Have you noticed that codfish has a heavy smell and taste? It is hard to disguise it in other dishes…
Well, you may not be currently aware of the strong smell and taste of flashcards, but they are certainly stinky and fishy too!
What are language-learning flashcards? Flashcards’ main use is to help people memorize foreign language words or phrases. In the case of young children, the most commonly used flashcards are colors, numbers, days of the week, animals, etc.
What you may not realize is that – just like cod – flashcards can be disguised within expensive yellow boxes, fancy CDs, DVDs, TV programs a la Dora the Explorer, mobile applications… you name it!
Ah, but don’t let the glamour deceive you! Not even if you see news about these types of programs on CNN, CNBC, Fox News, Univision or even on the front page of the New York Times. Your child is still learning colors, numbers, clothes, animals, etc.
No matter what the sophisticated look, a flashcard is a flashcard is a flashcard. “I know you Flashcard, even in that costume.” Remember to always look beyond the packaging.
So that’s tip #1: Learn to recognize the cod when you see it! The flashcard approach has permeated other media, but the goal remains the same: memorizing small segments of language out of context.
Tip #2: Understand Why There Is This Flashcard Mentality
The flashcard mentality originates in the (false) idea that a language is a group of words or small parts of language put together.
Therefore, after you have mastered a few colors, numbers, food, furniture, and similar stuff, all you have to do in order to master a language is… you bet! String words!
Word 1 + Word 2 + Word 3 + Word 4 = A sentence!
La + manzana + está + sobre + la + mesa = La manzana está sobre la mesa.

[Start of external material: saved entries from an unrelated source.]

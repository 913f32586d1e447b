//! Canonical chess-rule constants.
//!
//! Starting layout, fixed castling squares and the rank conventions that
//! move tables and move application share.

use crate::game_state::chess_types::*;

/// Standard chess starting position in Forsyth-Edwards Notation (FEN).
pub const STARTING_POSITION_FEN: &str = "rnbqkbnr/pppppppp/8/8/8/8/PPPPPPPP/RNBQKBNR w KQkq - 0 1";

/// Back-rank order from the a-file to the h-file.
pub const BACK_RANK: [PieceKind; 8] = [
    PieceKind::Rook,
    PieceKind::Knight,
    PieceKind::Bishop,
    PieceKind::Queen,
    PieceKind::King,
    PieceKind::Bishop,
    PieceKind::Knight,
    PieceKind::Rook,
];

/// Halfmove clock value at which the fifty-move rule draws the game.
pub const FIFTY_MOVE_HALFMOVES: u16 = 100;

#[derive(Debug, Clone, Copy, PartialEq, Eq)]
pub enum CastleSide {
    Kingside,
    Queenside,
}

/// Fixed squares involved in one castling move.
#[derive(Debug, Clone, Copy, PartialEq, Eq)]
pub struct CastlingSquares {
    pub king_from: Square,
    pub king_to: Square,
    pub rook_from: Square,
    pub rook_to: Square,
    /// The square the king crosses; it must not be attacked.
    pub transit: Square,
    /// Squares between king and rook that must be empty.
    pub empty_mask: u64,
    pub right: CastlingRights,
}

const fn sq(index: usize) -> Square {
    Square::from_index(index)
}

pub const fn castling_squares(color: Color, side: CastleSide) -> CastlingSquares {
    match (color, side) {
        (Color::Light, CastleSide::Kingside) => CastlingSquares {
            king_from: sq(4),
            king_to: sq(6),
            rook_from: sq(7),
            rook_to: sq(5),
            transit: sq(5),
            empty_mask: (1 << 5) | (1 << 6),
            right: CASTLE_LIGHT_KINGSIDE,
        },
        (Color::Light, CastleSide::Queenside) => CastlingSquares {
            king_from: sq(4),
            king_to: sq(2),
            rook_from: sq(0),
            rook_to: sq(3),
            transit: sq(3),
            empty_mask: (1 << 1) | (1 << 2) | (1 << 3),
            right: CASTLE_LIGHT_QUEENSIDE,
        },
        (Color::Dark, CastleSide::Kingside) => CastlingSquares {
            king_from: sq(60),
            king_to: sq(62),
            rook_from: sq(63),
            rook_to: sq(61),
            transit: sq(61),
            empty_mask: (1 << 61) | (1 << 62),
            right: CASTLE_DARK_KINGSIDE,
        },
        (Color::Dark, CastleSide::Queenside) => CastlingSquares {
            king_from: sq(60),
            king_to: sq(58),
            rook_from: sq(56),
            rook_to: sq(59),
            transit: sq(59),
            empty_mask: (1 << 57) | (1 << 58) | (1 << 59),
            right: CASTLE_DARK_QUEENSIDE,
        },
    }
}

/// Both castling rights of one color.
#[inline]
pub const fn castling_rights_of(color: Color) -> CastlingRights {
    match color {
        Color::Light => CASTLE_LIGHT_KINGSIDE | CASTLE_LIGHT_QUEENSIDE,
        Color::Dark => CASTLE_DARK_KINGSIDE | CASTLE_DARK_QUEENSIDE,
    }
}

/// The right lost when a rook leaves, or is captured on, `square`.
#[inline]
pub const fn rook_home_right(square: Square) -> CastlingRights {
    match square.index() {
        0 => CASTLE_LIGHT_QUEENSIDE,
        7 => CASTLE_LIGHT_KINGSIDE,
        56 => CASTLE_DARK_QUEENSIDE,
        63 => CASTLE_DARK_KINGSIDE,
        _ => 0,
    }
}

#[inline]
pub const fn pawn_start_rank(color: Color) -> u8 {
    match color {
        Color::Light => 1,
        Color::Dark => 6,
    }
}

/// Rank a pawn must stand on to capture en passant.
#[inline]
pub const fn en_passant_rank(color: Color) -> u8 {
    match color {
        Color::Light => 4,
        Color::Dark => 3,
    }
}

#[inline]
pub const fn pawn_direction(color: Color) -> i8 {
    match color {
        Color::Light => 1,
        Color::Dark => -1,
    }
}

#[inline]
pub const fn promotion_rank(color: Color) -> u8 {
    match color {
        Color::Light => 7,
        Color::Dark => 0,
    }
}

/// Promotion choices, strongest first so ordering tries the queen early.
pub const PROMOTION_KINDS: [PieceKind; 4] = [
    PieceKind::Queen,
    PieceKind::Rook,
    PieceKind::Bishop,
    PieceKind::Knight,
];
impl<W: Write + Send + 'static> UciSession<W> {
    pub fn new(out: W) -> Self {
        let config = SearchConfig::default();
        let book = Some(OpeningBook::embedded());
        Self {
            out: SharedWriter(Arc::new(Mutex::new(out))),
            board: Board::starting_position(),
            history: Vec::new(),
            config,
            engine: Some(build_engine(config, book.clone())),
            book,
            worker: None,
        }
    }

    #[inline]
    pub fn board(&self) -> &Board {
        &self.board
    }

    #[inline]
    pub fn is_searching(&self) -> bool {
        self.worker.is_some()
    }

    /// Handle one input line. Returns `true` when the session should end.
    pub fn handle_command(&mut self, line: &str) -> io::Result<bool> {
        let trimmed = line.trim();
        let mut parts = trimmed.split_whitespace();
        let Some(cmd) = parts.next() else {
            return Ok(false);
        };

        match cmd {
            "uci" => {
                self.out.line(&format!("id name {UCI_ENGINE_NAME}"))?;
                self.out.line(&format!("id author {UCI_ENGINE_AUTHOR}"))?;
                self.out.line(&format!(
                    "option name Hash type spin default {} min 1 max {MAX_HASH_MB}",
                    SearchConfig::default().hash_mb
                ))?;
                self.out.line(&format!(
                    "option name OwnBook type check default {}",
                    SearchConfig::default().own_book
                ))?;
                self.out.line(&format!(
                    "option name MaxDepth type spin default {} min 1 max {MAX_DEPTH_CEILING}",
                    SearchConfig::default().max_depth
                ))?;
                self.out.line(BOOK_FILE_OPTION)?;
                self.out.line("uciok")?;
            }
            "isready" => self.out.line("readyok")?,
            "ucinewgame" => {
                self.finish_search(true);
                self.board = Board::starting_position();
                self.history.clear();
                if let Some(engine) = self.engine.as_mut() {
                    engine.new_game();
                }
            }
            "position" => {
                if let Err(err) = self.handle_position(trimmed) {
                    self.reject("position", &err)?;
                }
            }
            "go" => {
                if let Err(err) = self.handle_go(trimmed) {
                    self.reject("go", &err)?;
                    self.out.line("bestmove 0000")?;
                }
            }
            "stop" => self.finish_search(true),
            "setoption" => {
                self.finish_search(true);
                if let Err(err) = self.handle_setoption(trimmed) {
                    self.reject("setoption", &err)?;
                }
            }
            "d" => {
                let fen = generate_fen(&self.board);
                let key = self.board.position_hash();
                self.out.line(&format!("Fen: {fen}"))?;
                self.out.line(&format!("Key: {key:016X}"))?;
            }
            "perft" => {
                if let Err(err) = self.handle_perft(parts.next()) {
                    self.reject("perft", &err)?;
                }
            }
            "quit" => {
                self.finish_search(true);
                return Ok(true);
            }
            other => warn!(command = other, "ignoring unknown command"),
        }

        Ok(false)
    }

    fn reject(&mut self, command: &str, err: &ProtocolError) -> io::Result<()> {
        warn!(command, %err, "rejected command");
        let text = format!("info string {command} error: {err}");
        self.out.line(&text)
    }

    fn handle_position(&mut self, line: &str) -> Result<(), ProtocolError> {
        let mut tokens = line.split_whitespace().skip(1).peekable();

        let mut board = match tokens.next() {
            Some("startpos") => Board::starting_position(),
            Some("fen") => {
                let mut fen_parts = Vec::new();
                while let Some(&next) = tokens.peek() {
                    if next == "moves" {
                        break;
                    }
                    fen_parts.push(next);
                    tokens.next();
                }
                if fen_parts.is_empty() {
                    return Err(ProtocolError::Missing("FEN after 'position fen'"));
                }
                parse_fen(&fen_parts.join(" "))?
            }
            Some(other) => {
                return Err(ProtocolError::InvalidValue {
                    field: "position".to_owned(),
                    value: other.to_owned(),
                })
            }
            None => return Err(ProtocolError::Missing("'startpos' or 'fen'")),
        };

        let mut history = Vec::new();
        if tokens.next() == Some("moves") {
            for text in tokens {
                let mv = parse_long_algebraic(text, &board)?;
                history.push(board.position_hash());
                board = board.apply_move(&mv);
            }
        }

        self.board = board;
        self.history = history;
        Ok(())
    }

    fn handle_go(&mut self, line: &str) -> Result<(), ProtocolError> {
        self.finish_search(true);
        let params = parse_go_params(line)?;
        let limits = SearchLimits {
            budget_ms: allocate_budget_ms(&self.board, &params),
            max_depth: params.depth,
        };

        let mut engine = self.take_engine();
        engine.set_game_history(self.history.clone());
        let stop = engine.stop_handle();
        let board = self.board.clone();
        let mut out = self.out.clone();

        let spawned = thread::Builder::new()
            .name("search-worker".to_owned())
            .spawn(move || {
                let mut sink = WriterSink(out.clone());
                let outcome = panic::catch_unwind(AssertUnwindSafe(|| {
                    engine.search(&board, limits, &mut sink as &mut dyn InfoSink)
                }));
                let (best_move, engine) = match outcome {
                    Ok(Ok(report)) => (report.best_move, Some(engine)),
                    Ok(Err(_)) => (board.legal_moves().first().copied(), Some(engine)),
                    Err(_) => (board.legal_moves().first().copied(), None),
                };
                let reply = best_move.map_or_else(|| "0000".to_owned(), |mv| mv.to_string());
                if let Err(err) = out.line(&format!("bestmove {reply}")) {
                    error!(%err, "failed to write bestmove");
                }
                engine
            });

        match spawned {
            Ok(handle) => {
                self.worker = Some(SearchWorker {
                    stop,
                    infinite: params.infinite,
                    handle,
                });
                Ok(())
            }
            Err(err) => {
                let err = SearchError::Internal(format!("failed to spawn search worker: {err}"));
                error!(%err, "search not started");
                Err(err.into())
            }
        }
    }

    /// Join the running search, if any. With `stop` set the search is
    /// cancelled first; otherwise an infinite search is still cancelled
    /// and a bounded one runs to completion.
    pub fn finish_search(&mut self, stop: bool) {
        let Some(worker) = self.worker.take() else {
            return;
        };
        if stop || worker.infinite {
            worker.stop.stop();
        }
        match worker.handle.join() {
            Ok(Some(engine)) => self.engine = Some(engine),
            Ok(None) | Err(_) => {
                error!("search worker lost its engine; starting a fresh one");
                self.engine = None;
            }
        }
    }

    fn take_engine(&mut self) -> SearchEngine {
        self.engine
            .take()
            .unwrap_or_else(|| build_engine(self.config, self.book.clone()))
    }

    fn engine_mut(&mut self) -> &mut SearchEngine {
        let (config, book) = (self.config, &self.book);
        self.engine
            .get_or_insert_with(|| build_engine(config, book.clone()))
    }

    fn handle_setoption(&mut self, line: &str) -> Result<(), ProtocolError> {
        let mut name_tokens = Vec::new();
        let mut value_tokens = Vec::new();
        let mut in_value = None;
        for tok in line.split_whitespace().skip(1) {
            match tok {
                "name" if in_value.is_none() => in_value = Some(false),
                "value" if in_value == Some(false) => in_value = Some(true),
                _ if in_value == Some(false) => name_tokens.push(tok),
                _ if in_value == Some(true) => value_tokens.push(tok),
                _ => {}
            }
        }
        if name_tokens.is_empty() {
            return Err(ProtocolError::Missing("option name"));
        }
        let name = name_tokens.join(" ");
        let value = value_tokens.join(" ");
        let invalid = || ProtocolError::InvalidValue {
            field: name.clone(),
            value: value.clone(),
        };

        if name.eq_ignore_ascii_case("Hash") {
            let hash_mb = value.parse::<usize>().map_err(|_| invalid())?;
            self.config.hash_mb = hash_mb.clamp(1, MAX_HASH_MB);
            let hash_mb = self.config.hash_mb;
            self.engine_mut().set_hash_mb(hash_mb);
        } else if name.eq_ignore_ascii_case("OwnBook") {
            let enabled = parse_check(&value).ok_or_else(invalid)?;
            self.config.own_book = enabled;
            self.engine_mut().set_own_book(enabled);
        } else if name.eq_ignore_ascii_case("MaxDepth") {
            let depth = value.parse::<u8>().map_err(|_| invalid())?;
            if !(1..=MAX_DEPTH_CEILING).contains(&depth) {
                return Err(invalid());
            }
            self.config.max_depth = depth;
            self.engine_mut().set_max_depth(depth);
        } else if name.eq_ignore_ascii_case("BookFile") {
            let book = if value.is_empty() || value == "<empty>" {
                OpeningBook::embedded()
            } else {
                OpeningBook::from_tsv_path(PathBuf::from(&value))?
            };
            self.book = Some(book.clone());
            self.engine_mut().set_opening_book(Some(book));
        } else {
            return Err(ProtocolError::UnknownOption(name));
        }

        Ok(())
    }

    fn handle_perft(&mut self, depth: Option<&str>) -> Result<(), ProtocolError> {
        let text = depth.ok_or(ProtocolError::Missing("perft depth"))?;
        let depth = text.parse::<u8>().map_err(|_| ProtocolError::InvalidValue {
            field: "perft depth".to_owned(),
            value: text.to_owned(),
        })?;

        let divide = perft_divide(&self.board, depth);
        let total: u64 = divide.iter().map(|(_, nodes)| nodes).sum();
        let write = |out: &mut SharedWriter<W>| -> io::Result<()> {
            for (mv, nodes) in &divide {
                out.line(&format!("{mv}: {nodes}"))?;
            }
            out.line("")?;
            out.line(&format!("Nodes searched: {total}"))
        };
        Ok(write(&mut self.out)?)
    }
}
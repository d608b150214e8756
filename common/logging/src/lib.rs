use serde::{Deserialize, Serialize};
use slog::Logger;
use sloggers::terminal::{Destination, TerminalLoggerBuilder};
use sloggers::types::{Format, Severity};
use sloggers::Build;

/// Settings for the terminal logger used by the schema tooling.
#[derive(Debug, Clone, PartialEq, Serialize, Deserialize)]
#[serde(default)]
pub struct LoggerConfig {
    /// Minimum severity to print: one of `trace`, `debug`, `info`, `warning`, `error`,
    /// `critical`.
    pub level: Severity,
    /// Use the single-line `compact` layout rather than the `full` one.
    pub compact: bool,
}

impl Default for LoggerConfig {
    fn default() -> Self {
        Self {
            level: Severity::Info,
            compact: false,
        }
    }
}

/// Build a terminal logger writing to stderr.
pub fn build_logger(config: &LoggerConfig) -> Result<Logger, String> {
    let format = if config.compact {
        Format::Compact
    } else {
        Format::Full
    };

    TerminalLoggerBuilder::new()
        .level(config.level)
        .format(format)
        .destination(Destination::Stderr)
        .build()
        .map_err(|e| format!("Unable to build logger: {:?}", e))
}

/// Return a logger suitable for test usage.
///
/// By default no logs will be printed, but they can be enabled via the `test_logger` feature:
///
/// ```bash
/// $ cargo test -p beacon_schemas --features 'logging/test_logger'
/// ```
pub fn test_logger() -> Logger {
    if cfg!(feature = "test_logger") {
        TerminalLoggerBuilder::new()
            .level(Severity::Debug)
            .build()
            .expect("Should build test_logger")
    } else {
        sloggers::null::NullLoggerBuilder
            .build()
            .expect("Should build null_logger")
    }
}
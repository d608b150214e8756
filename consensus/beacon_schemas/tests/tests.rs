use beacon_schemas::*;
use logging::test_logger;
use quickcheck_macros::quickcheck;
use std::fs;
use std::sync::Arc;
use tempfile::tempdir;

fn codec() -> SszCodec {
    SszCodec::new(
        Arc::new(SchemaRegistry::beacon_block_catalog().expect("catalog should load")),
        test_logger(),
    )
}

fn proposal(slot: u64, root_byte: u8) -> Value {
    Value::record(vec![
        ("slot", Value::uint(slot)),
        ("shard", Value::uint(0)),
        ("blockRoot", Value::bytes(vec![root_byte; 32])),
    ])
}

fn attestation_data(slot: u64) -> Value {
    Value::record(vec![
        ("slot", Value::uint(slot)),
        ("shard", Value::uint(3)),
        ("beaconBlockRoot", Value::bytes(vec![1; 32])),
        ("epochBoundaryRoot", Value::bytes(vec![2; 32])),
        ("shardBlockRoot", Value::bytes(vec![3; 32])),
        (
            "latestCrosslink",
            Value::record(vec![
                ("epoch", Value::uint(slot / 64)),
                ("shardBlockRoot", Value::bytes(vec![4; 32])),
            ]),
        ),
        ("justifiedEpoch", Value::uint(1)),
        ("justifiedBlockRoot", Value::bytes(vec![5; 32])),
    ])
}

fn slashable_attestation(indices: &[u64]) -> Value {
    Value::record(vec![
        (
            "validatorIndices",
            Value::list(indices.iter().copied().map(Value::uint)),
        ),
        ("data", attestation_data(10)),
        ("custodyBitfield", Value::bytes(vec![0b0100_0000])),
        ("aggregateSignature", Value::bytes(vec![0xee; 96])),
    ])
}

fn beacon_block() -> Value {
    let codec = codec();
    let deposit = {
        let mut deposit = codec.default_value("Deposit").unwrap();
        if let Value::Record(fields) = &mut deposit {
            fields.insert(
                "branch".into(),
                Value::list(vec![Value::bytes(vec![7; 32]), Value::bytes(vec![8; 32])]),
            );
            fields.insert("index".into(), Value::uint(42));
        }
        deposit
    };

    Value::record(vec![
        ("slot", Value::uint(100)),
        ("parentRoot", Value::bytes(vec![0xaa; 32])),
        ("stateRoot", Value::bytes(vec![0xbb; 32])),
        ("randaoReveal", Value::bytes(vec![0xcc; 96])),
        (
            "eth1Data",
            Value::record(vec![
                ("depositRoot", Value::bytes(vec![0xdd; 32])),
                ("blockHash", Value::bytes(vec![0xde; 32])),
            ]),
        ),
        ("signature", Value::bytes(vec![0xff; 96])),
        (
            "body",
            Value::record(vec![
                (
                    "proposerSlashings",
                    Value::list(vec![Value::record(vec![
                        ("proposerIndex", Value::uint(9)),
                        ("proposalData1", proposal(99, 1)),
                        ("proposalSignature1", Value::bytes(vec![1; 96])),
                        ("proposalData2", proposal(99, 2)),
                        ("proposalSignature2", Value::bytes(vec![2; 96])),
                    ])]),
                ),
                (
                    "attesterSlashings",
                    Value::list(vec![Value::record(vec![
                        ("slashableAttestation1", slashable_attestation(&[1, 2, 3])),
                        ("slashableAttestation2", slashable_attestation(&[2])),
                    ])]),
                ),
                (
                    "attestations",
                    Value::list((0..3).map(|i| {
                        Value::record(vec![
                            ("aggregationBitfield", Value::bytes(vec![0xf0; i + 1])),
                            ("data", attestation_data(96 + i as u64)),
                            ("custodyBitfield", Value::bytes(vec![])),
                            ("aggregateSignature", Value::bytes(vec![0x11; 96])),
                        ])
                    })),
                ),
                ("deposits", Value::list(vec![deposit])),
                (
                    "voluntaryExits",
                    Value::list(vec![Value::record(vec![
                        ("epoch", Value::uint(2)),
                        ("validatorIndex", Value::uint(17)),
                        ("signature", Value::bytes(vec![0x22; 96])),
                    ])]),
                ),
                (
                    "transfers",
                    Value::list(vec![codec.default_value("Transfer").unwrap()]),
                ),
            ]),
        ),
    ])
}

#[test]
fn populated_beacon_block_round_trip() {
    let codec = codec();
    let block = beacon_block();

    let bytes = codec.encode("BeaconBlock", &block).unwrap();
    let descriptor = codec.descriptor("BeaconBlock").unwrap();

    assert_eq!(ssz_schema::encoded_len(descriptor, &block), Ok(bytes.len()));
    assert_eq!(codec.decode("BeaconBlock", &bytes), Ok(block));
}

#[test]
fn beacon_block_header_layout() {
    let codec = codec();
    let bytes = codec.encode("BeaconBlock", &beacon_block()).unwrap();

    // slot | parentRoot | stateRoot | randaoReveal | eth1Data | signature | offset of body
    let fixed_part_len = 8 + 32 + 32 + 96 + 64 + 96 + 4;

    assert_eq!(&bytes[0..8], &hex::decode("6400000000000000").unwrap()[..]);
    assert_eq!(&bytes[8..40], &[0xaa; 32][..]);
    assert_eq!(
        &bytes[fixed_part_len - 4..fixed_part_len],
        &(fixed_part_len as u32).to_le_bytes()[..]
    );
}

#[test]
fn default_block_round_trip() {
    let codec = codec();

    for name in codec.registry().names() {
        let value = codec.default_value(name).unwrap();
        let bytes = codec.encode(name, &value).unwrap();

        assert_eq!(codec.decode(name, &bytes), Ok(value), "{}", name);
    }
}

#[test]
fn decode_error_path_through_block() {
    let codec = codec();
    let mut bytes = codec.encode("BeaconBlock", &beacon_block()).unwrap();

    // The final transfer loses its last byte.
    bytes.pop();

    match codec.decode("BeaconBlock", &bytes) {
        Err(Error::Decode(e)) => {
            assert_eq!(e.path(), "body.transfers");
            assert_eq!(
                e.root_cause(),
                &DecodeError::Framing {
                    remaining: 183,
                    element_len: 184
                }
            );
        }
        other => panic!("expected a decode error, got {:?}", other),
    }
}

#[test]
fn catalog_body_lists_are_unbounded() {
    let codec = codec();
    let mut body = codec.default_value("BeaconBlockBody").unwrap();

    if let Value::Record(fields) = &mut body {
        fields.insert(
            "deposits".into(),
            Value::list(vec![codec.default_value("Deposit").unwrap(); 17]),
        );
        fields.insert(
            "attesterSlashings".into(),
            Value::list(vec![codec.default_value("AttesterSlashing").unwrap(); 2]),
        );
    }

    let bytes = codec.encode("BeaconBlockBody", &body).unwrap();
    assert_eq!(codec.decode("BeaconBlockBody", &bytes), Ok(body));
}

#[test]
fn bounded_list_from_schema_file() {
    let dir = tempdir().unwrap();
    let path = dir.path().join("capped.yaml");

    fs::write(
        &path,
        r#"
- name: CappedBody
  fields:
    - [slot, uint64]
    - [deposits, {list: Deposit, max_len: 16}]
"#,
    )
    .unwrap();

    let config = RegistryConfig {
        include_builtin: true,
        schema_files: vec![path],
    };
    let registry = SchemaRegistry::from_config(&config, &test_logger()).unwrap();
    let codec = SszCodec::new(Arc::new(registry), test_logger());

    let capped = |n: usize| {
        Value::record(vec![
            ("slot", Value::uint(1)),
            (
                "deposits",
                Value::list(vec![codec.default_value("Deposit").unwrap(); n]),
            ),
        ])
    };

    let bytes = codec.encode("CappedBody", &capped(16)).unwrap();
    assert_eq!(codec.decode("CappedBody", &bytes), Ok(capped(16)));

    match codec.encode("CappedBody", &capped(17)) {
        Err(Error::Encode(e)) => {
            assert_eq!(e.path(), "deposits");
            assert_eq!(
                e.root_cause(),
                &EncodeError::ListTooLong {
                    len: 17,
                    max_len: 16
                }
            );
        }
        other => panic!("expected an encode error, got {:?}", other),
    }
}

#[test]
fn codec_with_terminal_logger() {
    let log = logging::build_logger(&logging::LoggerConfig {
        compact: true,
        ..logging::LoggerConfig::default()
    })
    .unwrap();
    let codec = SszCodec::new(
        Arc::new(SchemaRegistry::beacon_block_catalog().unwrap()),
        log,
    );

    let block = beacon_block();
    let bytes = codec.encode("BeaconBlock", &block).unwrap();
    assert_eq!(codec.decode("BeaconBlock", &bytes), Ok(block));
}

#[test]
fn json_dump() {
    let codec = codec();
    let exit = Value::record(vec![
        ("epoch", Value::uint(2)),
        ("validatorIndex", Value::uint(17)),
        ("signature", Value::bytes(vec![0; 2])),
    ]);

    assert_eq!(
        serde_json::to_string(&exit).unwrap(),
        r#"{"epoch":"2","signature":"0x0000","validatorIndex":"17"}"#
    );

    let committee = codec
        .decode(
            "CrosslinkCommittee",
            &hex::decode("05000000000000000c0000000100000000000000").unwrap(),
        )
        .unwrap();

    assert_eq!(
        serde_json::to_value(&committee).unwrap(),
        serde_json::json!({"shard": "5", "validatorIndices": ["1"]})
    );
}

#[test]
fn registry_from_config_with_extra_file() {
    let dir = tempdir().unwrap();
    let shard_path = dir.path().join("shard.yaml");

    fs::write(
        &shard_path,
        r#"
- name: ShardBlock
  fields:
    - [slot, uint64]
    - [shard, uint64]
    - [parentRoot, bytes32]
    - [beaconChainRef, ProposalSignedData]
    - [body, {list: uint8, max_len: 16384}]
"#,
    )
    .unwrap();

    let config_path = dir.path().join("registry.yaml");
    fs::write(
        &config_path,
        format!("schema_files:\n  - {}\n", shard_path.display()),
    )
    .unwrap();

    let config = RegistryConfig::from_file(&config_path).unwrap();
    assert!(config.include_builtin);

    let registry = SchemaRegistry::from_config(&config, &test_logger()).unwrap();
    assert_eq!(registry.len(), 17);

    let codec = SszCodec::new(Arc::new(registry), test_logger());
    let shard_block = Value::record(vec![
        ("slot", Value::uint(1)),
        ("shard", Value::uint(2)),
        ("parentRoot", Value::bytes(vec![3; 32])),
        ("beaconChainRef", proposal(0, 9)),
        ("body", Value::bytes(vec![1, 2, 3])),
    ]);

    let bytes = codec.encode("ShardBlock", &shard_block).unwrap();
    assert_eq!(bytes.len(), 8 + 8 + 32 + 48 + 4 + 3);
    assert_eq!(codec.decode("ShardBlock", &bytes), Ok(shard_block));
}

#[test]
fn registry_without_builtin() {
    let dir = tempdir().unwrap();
    let path = dir.path().join("shard.yaml");
    fs::write(&path, "- name: A\n  fields: [[x, ProposalSignedData]]\n").unwrap();

    let config = RegistryConfig {
        include_builtin: false,
        schema_files: vec![path],
    };

    assert_eq!(
        SchemaRegistry::from_config(&config, &test_logger()),
        Err(Error::Registry(RegistryError::UnknownType {
            record: "A".into(),
            field: "x".into(),
            type_name: "ProposalSignedData".into()
        }))
    );
}

#[test]
fn registry_file_cannot_redefine_builtin() {
    let dir = tempdir().unwrap();
    let path = dir.path().join("deposit.yaml");
    fs::write(&path, "- name: Deposit\n  fields: [[index, uint64]]\n").unwrap();

    let config = RegistryConfig {
        include_builtin: true,
        schema_files: vec![path],
    };

    assert_eq!(
        SchemaRegistry::from_config(&config, &test_logger()),
        Err(Error::Registry(RegistryError::DuplicateType(
            "Deposit".into()
        )))
    );
}

#[test]
fn registry_file_errors() {
    let dir = tempdir().unwrap();
    let path = dir.path().join("bad.yaml");
    fs::write(&path, "- name: A\n  fields: not-a-list\n").unwrap();

    assert!(matches!(
        load_definitions(&path),
        Err(Error::UnableToParseYaml(_))
    ));
    assert!(matches!(
        load_definitions(dir.path().join("missing.yaml")),
        Err(Error::UnableToReadFile(_))
    ));
}

#[quickcheck]
fn quickcheck_committee_round_trip(shard: u64, indices: Vec<u64>) -> bool {
    let codec = codec();
    let committee = Value::record(vec![
        ("shard", Value::uint(shard)),
        (
            "validatorIndices",
            Value::list(indices.iter().copied().map(Value::uint)),
        ),
    ]);

    let bytes = codec.encode("CrosslinkCommittee", &committee).unwrap();

    bytes.len() == 12 + 8 * indices.len()
        && codec.decode("CrosslinkCommittee", &bytes) == Ok(committee)
}

#[quickcheck]
fn quickcheck_transfer_round_trip(fields: (u64, u64, u64, u64, u64), pubkey_byte: u8) -> bool {
    let codec = codec();
    let (from, to, amount, fee, slot) = fields;
    let transfer = Value::record(vec![
        ("from", Value::uint(from)),
        ("to", Value::uint(to)),
        ("amount", Value::uint(amount)),
        ("fee", Value::uint(fee)),
        ("slot", Value::uint(slot)),
        ("pubkey", Value::bytes(vec![pubkey_byte; 48])),
        ("signature", Value::bytes(vec![0; 96])),
    ]);

    let bytes = codec.encode("Transfer", &transfer).unwrap();

    bytes.len() == 184 && codec.decode("Transfer", &bytes) == Ok(transfer)
}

The next step is to change some words by others. For example, “manzana” (apple) for “naranja” (orange), or “sobre” (over) for “debajo de” (under), etc.
I think you get the idea. There are different variations of this approach, by the way.
In reality, languages are like forests. You won’t ‘get’ a forest by aligning trees in rows, and you won’t ‘get’ a language by aligning words in rows either. Better to park the tractor and leave the row cultivation to the farmers!
So that’s tip #2: Realize that the flashcard approach places undue merit on words and small pieces of language. Languages are much more than strings of words, and this is not the best way to learn them – although one would think so, judging by the gigantic flashcard industry.
Tip #3: Don’t Let Yourself Become a Flashcard!
You don’t want to stink like codfish yourself, right?
Unfortunately, you may be doing this unconsciously…
Given flashcards’ omnipresence and the astute marketing behind them, it should come as no surprise that many people end up internalizing the message and start teaching and talking in a flashcard manner – go to YouTube and watch a few videos of people teaching or learning languages and you’ll see what I mean.
At home, you may find yourself:
- Showing a thing, saying its name in Italian and then translating it in English immediately.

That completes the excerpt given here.